Arti Simbol Celtic – Celtic Shield Knot

Knot Celtic dapat diidentifikasi sebagai salah satu knot Celtic dengan area sudut yang berbeda. Mereka biasanya menyerupai kotak, tetapi kadang-kadang mereka adalah lambang persegi dalam sebuah lingkaran. Seperti halnya semua simpul Celtic, tidak ada awal atau akhir. Simpul perisai Celtic berasal dari peradaban yang lebih tua dari bangsa Celtic. Dulu merupakan simbol yang dikenal secara universal untuk perlindungan terhadap bahaya dan untuk menangkal roh jahat. Simbol selalu berbasis quadruple, tetapi dalam unit yang lebih besar.

Mesopotamia menggunakan simbol yang sama dengan empat sudut saat melemparkan mantra pelindung dan memanggil para dewa dari empat penjuru bumi. Keempat simbol terpojok berdiri untuk empat dewa pencipta. Dewa langit An adalah yang terbesar dari para dewa ini. Anki adalah kata Sumeria untuk alam semesta. Surga yang dimaksudkan. Enlil adalah dewa terbesar kedua dan dapat menyebabkan badai yang mengamuk atau menenangkan orang. Ia dikenal sebagai gembala rakyat dan juga sebagai dewa langit. "lil" berarti angin dalam bahasa Sumeria. Dewi bumi adalah Nin-Khoerag (atau Nintu). Dewa keempat adalah Enki, dewa air dan pelindung kebijaksanaan. Bangsa Sumeria percaya bahwa langit dan bumi dipersatukan sebagai satu gunung. Nammu, dewi laut purba, melahirkan An (Surga) dan Ki (Bumi). An dan Ki melahirkan putra mereka, Enlil (dewa udara). Enlil kemudian membawa ibunya, bumi, menjauh dari surga. Intinya, keempat dewa ini mewakili udara, api, bumi, dan air. Ada kemungkinan bahwa simpul pelindung Celtic mewakili zat yang sama.
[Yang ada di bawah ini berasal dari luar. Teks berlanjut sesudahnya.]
// Copyright 2026 Daniel Pelikan
//
// Licensed under the Apache License, Version 2.0 (the "License");
// you may not use this file except in compliance with the License.
// You may obtain a copy of the License at
//
//     http://www.apache.org/licenses/LICENSE-2.0
//
// Unless required by applicable law or agreed to in writing, software
// distributed under the License is distributed on an "AS IS" BASIS,
// WITHOUT WARRANTIES OR CONDITIONS OF ANY KIND, either express or implied.
// See the License for the specific language governing permissions and
// limitations under the License.

//! Configuration module.
//!
//! Handles loading and saving application settings.

use anyhow::Result;
use serde::{Deserialize, Serialize};
use std::path::{Path, PathBuf};
use std::time::Duration;
use tracing::warn;

use crate::bluetooth::MAX_CONTACT_SLOTS;
use crate::state::Coordinates;

const APP_DIR: &str = "sos-companion";

/// Application configuration.
#[derive(Debug, Clone, Default, Serialize, Deserialize)]
#[serde(default)]
pub struct Config {
    /// Bridge to connect to.
    pub peer: PeerConfig,

    /// Link timing and retry policy.
    pub link: LinkConfig,

    /// Location refresh settings.
    pub location: LocationConfig,

    /// User profile and emergency contacts.
    pub profile: ProfileConfig,

    /// Panic keyword settings.
    pub voice: VoiceConfig,
}

#[derive(Debug, Clone, Serialize, Deserialize)]
#[serde(default)]
pub struct PeerConfig {
    /// Bluetooth address of the paired serial bridge.
    pub address: String,

    /// RFCOMM channel of the bridge's serial port service.
    pub channel: u8,

    /// Socket connect timeout in milliseconds.
    pub connect_timeout_ms: u64,

    /// Connect on startup.
    pub auto_connect: bool,
}

impl Default for PeerConfig {
    fn default() -> Self {
        Self {
            address: "29:50:0E:A7:8A:54".to_string(),
            channel: 1,
            connect_timeout_ms: 10_000,
            auto_connect: true,
        }
    }
}

impl PeerConfig {
    pub fn connect_timeout(&self) -> Duration {
        Duration::from_millis(self.connect_timeout_ms)
    }
}

#[derive(Debug, Clone, Serialize, Deserialize)]
#[serde(default)]
pub struct LinkConfig {
    /// How long a command waits for its response line.
    pub response_timeout_ms: u64,

    /// Timeout for the liveness probe.
    pub probe_timeout_ms: u64,

    /// Upper bound for one blocking line read in the read loop.
    pub read_timeout_ms: u64,

    /// Delay before each automatic reconnect attempt.
    pub reconnect_delay_ms: u64,

    /// Automatic reconnect attempts before giving up.
    pub max_reconnect_attempts: u32,

    /// Interval between liveness probes while connected.
    pub liveness_interval_secs: u64,

    /// Pause between contact pushes during a sync.
    pub contact_sync_delay_ms: u64,
}

impl Default for LinkConfig {
    fn default() -> Self {
        Self {
            response_timeout_ms: 1_000,
            probe_timeout_ms: 1_000,
            read_timeout_ms: 250,
            reconnect_delay_ms: 5_000,
            max_reconnect_attempts: 3,
            liveness_interval_secs: 30,
            contact_sync_delay_ms: 1_000,
        }
    }
}

impl LinkConfig {
    pub fn response_timeout(&self) -> Duration {
        Duration::from_millis(self.response_timeout_ms)
    }

    pub fn probe_timeout(&self) -> Duration {
        Duration::from_millis(self.probe_timeout_ms)
    }

    pub fn read_timeout(&self) -> Duration {
        Duration::from_millis(self.read_timeout_ms)
    }

    pub fn reconnect_delay(&self) -> Duration {
        Duration::from_millis(self.reconnect_delay_ms)
    }

    pub fn liveness_interval(&self) -> Duration {
        Duration::from_secs(self.liveness_interval_secs)
    }

    pub fn contact_sync_delay(&self) -> Duration {
        Duration::from_millis(self.contact_sync_delay_ms)
    }
}

#[derive(Debug, Clone, Serialize, Deserialize)]
#[serde(default)]
pub struct LocationConfig {
    /// Interval of the periodic location refresh.
    pub refresh_interval_secs: u64,

    /// Movement in degrees on either axis that triggers a resend (~50 m).
    pub movement_threshold_deg: f64,

    /// Fixed position reported by the static provider.
    #[serde(skip_serializing_if = "Option::is_none")]
    pub latitude: Option<f64>,
    #[serde(skip_serializing_if = "Option::is_none")]
    pub longitude: Option<f64>,
}

impl Default for LocationConfig {
    fn default() -> Self {
        Self {
            refresh_interval_secs: 30,
            movement_threshold_deg: 0.0005,
            latitude: None,
            longitude: None,
        }
    }
}

impl LocationConfig {
    pub fn refresh_interval(&self) -> Duration {
        Duration::from_secs(self.refresh_interval_secs)
    }

    pub fn fixed_position(&self) -> Option<Coordinates> {
        Some(Coordinates::new(self.latitude?, self.longitude?))
    }
}

#[derive(Debug, Clone, Default, Serialize, Deserialize)]
#[serde(default)]
pub struct ProfileConfig {
    /// Name used in the alert message.
    pub name: String,

    /// Emergency contact phone numbers, first one required.
    pub contacts: Vec<String>,

    /// Program invoked as `<cmd> <phone> <message>` to deliver an SMS.
    #[serde(skip_serializing_if = "Option::is_none")]
    pub notify_command: Option<String>,
}

impl ProfileConfig {
    /// Contacts that pass validation, capped to the bridge's slot count.
    pub fn valid_contacts(&self) -> Vec<String> {
        let mut valid = Vec::new();
        for contact in &self.contacts {
            let contact = contact.trim();
            if contact.is_empty() {
                continue;
            }
            if let Err(reason) = validate_phone_number(contact) {
                warn!("Skipping contact '{}': {}", contact, reason);
                continue;
            }
            valid.push(contact.to_string());
        }

        if valid.len() > MAX_CONTACT_SLOTS {
            warn!(
                "{} contacts configured, using the first {}",
                valid.len(),
                MAX_CONTACT_SLOTS
            );
            valid.truncate(MAX_CONTACT_SLOTS);
        }
        valid
    }
}

/// Check a phone number: 10-15 chars of `+`, digits, spaces, `-`, `(`, `)`.
pub fn validate_phone_number(phone: &str) -> Result<(), &'static str> {
    if phone.len() < 10 {
        return Err("phone number must be at least 10 digits");
    }
    if phone.len() > 15 {
        return Err("phone number cannot exceed 15 digits");
    }

    let body = phone.strip_prefix('+').unwrap_or(phone);
    let well_formed = !body.is_empty()
        && body
            .chars()
            .all(|c| c.is_ascii_digit() || matches!(c, ' ' | '-' | '(' | ')'));
    if !well_formed {
        return Err("invalid phone number format");
    }
    Ok(())
}

#[derive(Debug, Clone, Serialize, Deserialize)]
#[serde(default)]
pub struct VoiceConfig {
    /// Words that raise a panic signal when heard in a transcript.
    pub keywords: Vec<String>,
}

impl Default for VoiceConfig {
    fn default() -> Self {
        Self {
            keywords: [
                "help", "emergency", "police", "fire", "ambulance", "danger", "attack", "sos",
                "mayday", "rescue", "panic",
            ]
            .iter()
            .map(|s| s.to_string())
            .collect(),
        }
    }
}

impl Config {
    /// Default location of the configuration file.
    pub fn default_path() -> PathBuf {
        dirs::config_dir()
            .unwrap_or_else(|| PathBuf::from("."))
            .join(APP_DIR)
            .join("config.toml")
    }

    /// Load configuration from the default file or create it.
    pub fn load() -> Result<Self> {
        Self::load_from(&Self::default_path())
    }

    /// Load configuration from `path`, writing defaults if it does not exist.
    pub fn load_from(path: &Path) -> Result<Self> {
        if path.exists() {
            let content = std::fs::read_to_string(path)?;
            Ok(toml::from_str(&content)?)
        } else {
            let config = Self::default();
            config.save_to(path)?;
            Ok(config)
        }
    }

    /// Save configuration to `path`.
    pub fn save_to(&self, path: &Path) -> Result<()> {
        if let Some(dir) = path.parent() {
            std::fs::create_dir_all(dir)?;
        }
        let content = toml::to_string_pretty(self)?;
        std::fs::write(path, content)?;
        Ok(())
    }
}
Norman kuno, yang akhirnya membentuk bangsa Celtic, memiliki simbol perisai yang serupa. Simbol empat terpojok mereka, juga untuk perlindungan, terkait dengan salib matahari. Salib matahari adalah salah satu simbol spiritual tertua di dunia. Itu hanya sebuah salib dengan lengan yang sama besar, di dalam lingkaran dan menyentuh sisi-sisi lingkaran, yang membentuk empat ruang terbuka. Bagi orang Norwegia, itu dikenal sebagai salib Odin, dewa terpenting mereka. Salib matahari melambangkan pergerakan matahari seperti pada soltis (empat musim). Orang Asatruar (kafir Normandia) menggunakan salib matahari sebagai lambang agama mereka.

Para okultis yang menggunakan sistem Kabbalah (aspek mistis Yudaisme) berdasarkan sihir seremonial, memanggil empat malaikat utama yang disebutkan dalam Yudaisme (Michael, Gabriel, Raphael, dan Uriel) sebagai penjaga. Mereka harus menjaga keempat penjuru (seperti yang terlihat di salib matahari), atau arah. Mereka masing-masing memiliki warna terkait dengan sifat magis. Mereka juga mewakili aktivitas spiritual selama setiap musim: musim semi adalah Raphael, musim panas adalah Uriel, musim gugur adalah Michael dan musim dingin adalah Gabriel. Untuk okultis ini, simbol matahari atau simbol jongkok berarti ini.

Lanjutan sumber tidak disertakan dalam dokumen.